**Exercise prompt**:
Copy each line of the records that includes "println".

Segment Start: Records

//! Streams, seeds and combinators.
//!
//! A stream is addressed as `"node.port"`; a bare `"node"` names the node's
//! only output. Multi streams carry one item per upstream emission and feed
//! exactly one consumer. Broadcast streams hold a single value that any
//! number of consumers may read.

mod combinator;
mod seed;

pub(crate) use combinator::cross;
pub use combinator::{Combinator, CombinatorOp, SortKey};
pub use seed::{discover, from_seed, parse_records, read_records, RecordLayout, Seed};

use serde::{Deserialize, Serialize};
use std::fmt;

/// Port name used by seeds and single-output combinators.
pub const DEFAULT_PORT: &str = "out";

/// How a stream delivers its items.
#[derive(Debug, Clone, Copy, PartialEq, Eq, Hash, Serialize, Deserialize, Default)]
#[serde(rename_all = "snake_case")]
pub enum Flavor {
    /// A sequence of items, each delivered once to the single consumer.
    #[default]
    Multi,
    /// One stable value replayed to every consumer.
    Broadcast,
}

impl fmt::Display for Flavor {
    fn fmt(&self, f: &mut fmt::Formatter<'_>) -> fmt::Result {
        match self {
            Self::Multi => write!(f, "multi"),
            Self::Broadcast => write!(f, "broadcast"),
        }
    }
}

/// A parsed stream reference.
#[derive(Debug, Clone, PartialEq, Eq, Hash)]
pub struct StreamRef {
    /// Producing node.
    pub node: String,
    /// Output port, `None` for the node's only output.
    pub port: Option<String>,
}

impl StreamRef {
    /// Parses `"node"` or `"node.port"`.
    #[must_use]
    pub fn parse(reference: &str) -> Self {
        match reference.split_once('.') {
            Some((node, port)) => Self {
                node: node.to_string(),
                port: Some(port.to_string()),
            },
            None => Self {
                node: reference.to_string(),
                port: None,
            },
        }
    }
}

/// Canonical stream id for a node output.
#[must_use]
pub fn stream_id(node: &str, port: &str) -> String {
    format!("{node}.{port}")
}
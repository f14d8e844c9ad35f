//! The built, immutable stage graph.

use crate::core::PortType;
use crate::params::ParameterStore;
use crate::stages::StageDef;
use crate::stream::{Combinator, Flavor, Seed, DEFAULT_PORT};
use serde::Serialize;
use std::collections::{BTreeMap, HashMap};
use std::sync::Arc;

/// A node declaration: seed, combinator or stage.
#[derive(Debug, Clone)]
pub enum NodeDef {
    /// External input.
    Seed(Seed),
    /// Stream operator.
    Combinator(Combinator),
    /// Processing stage.
    Stage(Arc<StageDef>),
}

impl NodeDef {
    /// Node name.
    #[must_use]
    pub fn name(&self) -> &str {
        match self {
            Self::Seed(seed) => &seed.name,
            Self::Combinator(c) => &c.name,
            Self::Stage(stage) => &stage.name,
        }
    }

    /// Short kind label: `seed`, `stage` or the combinator operation.
    #[must_use]
    pub fn kind(&self) -> &'static str {
        match self {
            Self::Seed(_) => "seed",
            Self::Combinator(c) => c.op_name(),
            Self::Stage(_) => "stage",
        }
    }

    /// Output port names.
    #[must_use]
    pub fn output_ports(&self) -> Vec<String> {
        match self {
            Self::Seed(_) => vec![DEFAULT_PORT.to_string()],
            Self::Combinator(c) => c.output_ports(),
            Self::Stage(stage) => stage.outputs.iter().map(|p| p.name.clone()).collect(),
        }
    }

    /// Stream references, one per input slot.
    #[must_use]
    pub fn references(&self) -> Vec<&str> {
        match self {
            Self::Seed(_) => Vec::new(),
            Self::Combinator(c) => c.sources(),
            Self::Stage(stage) => stage.inputs.iter().map(|p| p.source.as_str()).collect(),
        }
    }

    /// The stage definition, if this is a stage.
    #[must_use]
    pub fn as_stage(&self) -> Option<&Arc<StageDef>> {
        match self {
            Self::Stage(stage) => Some(stage),
            _ => None,
        }
    }
}

/// A live node with its resolved wiring.
#[derive(Debug, Clone)]
pub struct Node {
    /// The declaration.
    pub def: NodeDef,
    /// Stream id per input slot; `None` where a pruned producer was replaced
    /// by the port default.
    pub inputs: Vec<Option<String>>,
    /// Stream ids of the outputs, in port order.
    pub outputs: Vec<String>,
}

impl Node {
    /// Node name.
    #[must_use]
    pub fn name(&self) -> &str {
        self.def.name()
    }
}

/// A consumer of a stream: node index and input slot.
#[derive(Debug, Clone, Copy, PartialEq, Eq, Serialize)]
pub struct Consumer {
    /// Index into [`Graph::nodes`].
    pub node: usize,
    /// Input slot on that node.
    pub slot: usize,
}

/// Static description of one stream.
#[derive(Debug, Clone, Serialize)]
pub struct StreamInfo {
    /// `"node.port"`.
    pub id: String,
    /// Producing node.
    pub producer: String,
    /// Output port on the producer.
    pub port: String,
    /// Item kind and shape.
    pub ty: PortType,
    /// Multi or broadcast.
    pub flavor: Flavor,
    /// Wired consumers; at most one for multi streams.
    pub consumers: Vec<Consumer>,
}

/// A validated DAG of live nodes, stored in topological order.
#[derive(Debug)]
pub struct Graph {
    pub(crate) name: String,
    pub(crate) params: Arc<ParameterStore>,
    pub(crate) nodes: Vec<Node>,
    pub(crate) index: HashMap<String, usize>,
    pub(crate) streams: BTreeMap<String, StreamInfo>,
    pub(crate) pruned: Vec<String>,
}

impl Graph {
    /// Pipeline name.
    #[must_use]
    pub fn name(&self) -> &str {
        &self.name
    }

    /// The parameters the graph was built with.
    #[must_use]
    pub fn params(&self) -> &Arc<ParameterStore> {
        &self.params
    }

    /// Live nodes in topological order.
    #[must_use]
    pub fn nodes(&self) -> &[Node] {
        &self.nodes
    }

    /// Looks up a live node.
    #[must_use]
    pub fn node(&self, name: &str) -> Option<&Node> {
        self.index.get(name).map(|&i| &self.nodes[i])
    }

    /// Returns true if `name` survived pruning.
    #[must_use]
    pub fn contains(&self, name: &str) -> bool {
        self.index.contains_key(name)
    }

    /// Node names in topological order.
    #[must_use]
    pub fn topological_order(&self) -> Vec<&str> {
        self.nodes.iter().map(Node::name).collect()
    }

    /// Names of the nodes removed by gating, in declaration order.
    #[must_use]
    pub fn pruned(&self) -> &[String] {
        &self.pruned
    }

    /// All streams by id.
    #[must_use]
    pub fn streams(&self) -> &BTreeMap<String, StreamInfo> {
        &self.streams
    }

    /// Looks up a stream.
    #[must_use]
    pub fn stream(&self, id: &str) -> Option<&StreamInfo> {
        self.streams.get(id)
    }

    /// Number of live stages.
    #[must_use]
    pub fn stage_count(&self) -> usize {
        self.nodes
            .iter()
            .filter(|n| matches!(n.def, NodeDef::Stage(_)))
            .count()
    }

    /// Producer → consumer node edges.
    #[must_use]
    pub fn edges(&self) -> Vec<(&str, &str)> {
        self.streams
            .values()
            .flat_map(|s| {
                s.consumers
                    .iter()
                    .map(move |c| (s.producer.as_str(), self.nodes[c.node].name()))
            })
            .collect()
    }

    /// Human-readable listing used by `stagewire graph`.
    #[must_use]
    pub fn describe(&self) -> String {
        let mut out = String::new();
        for node in &self.nodes {
            out.push_str(&format!("{} [{}]\n", node.name(), node.def.kind()));
            for id in &node.outputs {
                if let Some(info) = self.streams.get(id) {
                    out.push_str(&format!("  -> {} : {} ({})\n", id, info.ty, info.flavor));
                }
            }
        }
        if !self.pruned.is_empty() {
            out.push_str(&format!("pruned: {}\n", self.pruned.join(", ")));
        }
        out
    }
}
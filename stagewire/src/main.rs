use anyhow::{Context, Result};
use clap::{Parser, Subcommand};
use stagewire::config::EngineConfig;
use stagewire::events::LoggingEventSink;
use stagewire::executor::Executor;
use stagewire::observability::{init_tracing, LogFormat};
use stagewire::pipeline::PipelineDefinition;
use std::path::{Path, PathBuf};
use std::process::ExitCode;
use std::sync::Arc;

#[derive(Parser)]
#[command(name = "stagewire")]
#[command(version, about = "Run stream-wired external-command pipelines", long_about = None)]
struct Cli {
    #[command(subcommand)]
    command: Commands,

    /// Log one JSON object per line
    #[arg(long, global = true)]
    log_json: bool,
}

#[derive(Subcommand)]
enum Commands {
    /// Execute a pipeline definition
    ///
    /// Pipeline options follow `--`, e.g.
    ///     stagewire run chipseq.json --max-workers 8 -- --reads data/ --call_peaks=false
    #[command(verbatim_doc_comment)]
    Run {
        /// Pipeline definition (JSON)
        definition: PathBuf,

        /// Engine configuration file (JSON); flags below override it
        #[arg(long)]
        config: Option<PathBuf>,

        /// Root for per-instance scratch directories
        #[arg(long)]
        work_dir: Option<PathBuf>,

        /// Root for published outputs
        #[arg(long)]
        publish_dir: Option<PathBuf>,

        /// Maximum concurrently running instances
        #[arg(long)]
        max_workers: Option<usize>,

        /// Shell used to run stage commands
        #[arg(long)]
        shell: Option<String>,

        /// Remove the run's scratch directory after a successful run
        #[arg(long)]
        clean: bool,

        /// Pipeline options
        #[arg(last = true, value_name = "PARAMS")]
        params: Vec<String>,
    },
    /// Print the pruned graph in topological order
    Graph {
        /// Pipeline definition (JSON)
        definition: PathBuf,

        /// Pipeline options
        #[arg(last = true, value_name = "PARAMS")]
        params: Vec<String>,
    },
}

#[tokio::main]
async fn main() -> Result<ExitCode> {
    let cli = Cli::parse();
    let format = if cli.log_json {
        LogFormat::Json
    } else {
        LogFormat::Text
    };
    init_tracing(format).context("Failed to initialise logging")?;

    match cli.command {
        Commands::Run {
            definition,
            config,
            work_dir,
            publish_dir,
            max_workers,
            shell,
            clean,
            params,
        } => {
            let mut engine = match config {
                Some(path) => load_config(&path)?,
                None => EngineConfig::new(),
            };
            if let Some(dir) = work_dir {
                engine = engine.with_work_dir(dir);
            }
            if let Some(dir) = publish_dir {
                engine = engine.with_publish_dir(dir);
            }
            if let Some(n) = max_workers {
                engine = engine.with_max_workers(n);
            }
            if let Some(shell) = shell {
                engine = engine.with_shell(shell);
            }
            if clean {
                engine = engine.with_retain_work(false);
            }
            run(&definition, engine, &params).await
        }
        Commands::Graph { definition, params } => {
            let (pipeline, store) = load_definition(&definition, &params)?;
            let graph = pipeline
                .build(store)
                .with_context(|| format!("Invalid pipeline '{}'", pipeline.name))?;
            println!("{}", graph.describe());
            Ok(ExitCode::SUCCESS)
        }
    }
}

async fn run(definition: &Path, config: EngineConfig, params: &[String]) -> Result<ExitCode> {
    let (pipeline, store) = load_definition(definition, params)?;
    let graph = pipeline
        .build(store)
        .with_context(|| format!("Invalid pipeline '{}'", pipeline.name))?;

    let executor =
        Executor::new(graph, config).with_event_sink(Arc::new(LoggingEventSink::debug()));
    let token = executor.cancellation_token();
    tokio::spawn(async move {
        if tokio::signal::ctrl_c().await.is_ok() {
            token.cancel("interrupted");
        }
    });

    let summary = executor.run().await.context("Run failed to start")?;
    println!("{}", summary.to_json()?);

    Ok(if summary.is_success() {
        ExitCode::SUCCESS
    } else {
        ExitCode::FAILURE
    })
}

fn load_definition(
    path: &Path,
    params: &[String],
) -> Result<(PipelineDefinition, stagewire::params::ParameterStore)> {
    let pipeline = PipelineDefinition::load(path)
        .with_context(|| format!("Failed to load pipeline definition {}", path.display()))?;
    let store = pipeline
        .resolve_args(params)
        .with_context(|| format!("Invalid options for pipeline '{}'", pipeline.name))?;
    Ok((pipeline, store))
}

fn load_config(path: &Path) -> Result<EngineConfig> {
    let text = std::fs::read_to_string(path)
        .with_context(|| format!("Failed to read engine config {}", path.display()))?;
    serde_json::from_str(&text)
        .with_context(|| format!("Failed to parse engine config {}", path.display()))
}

Segment End: Records

**Answer space**:
            println!("{}", graph.describe());
    println!("{}", summary.to_json()?);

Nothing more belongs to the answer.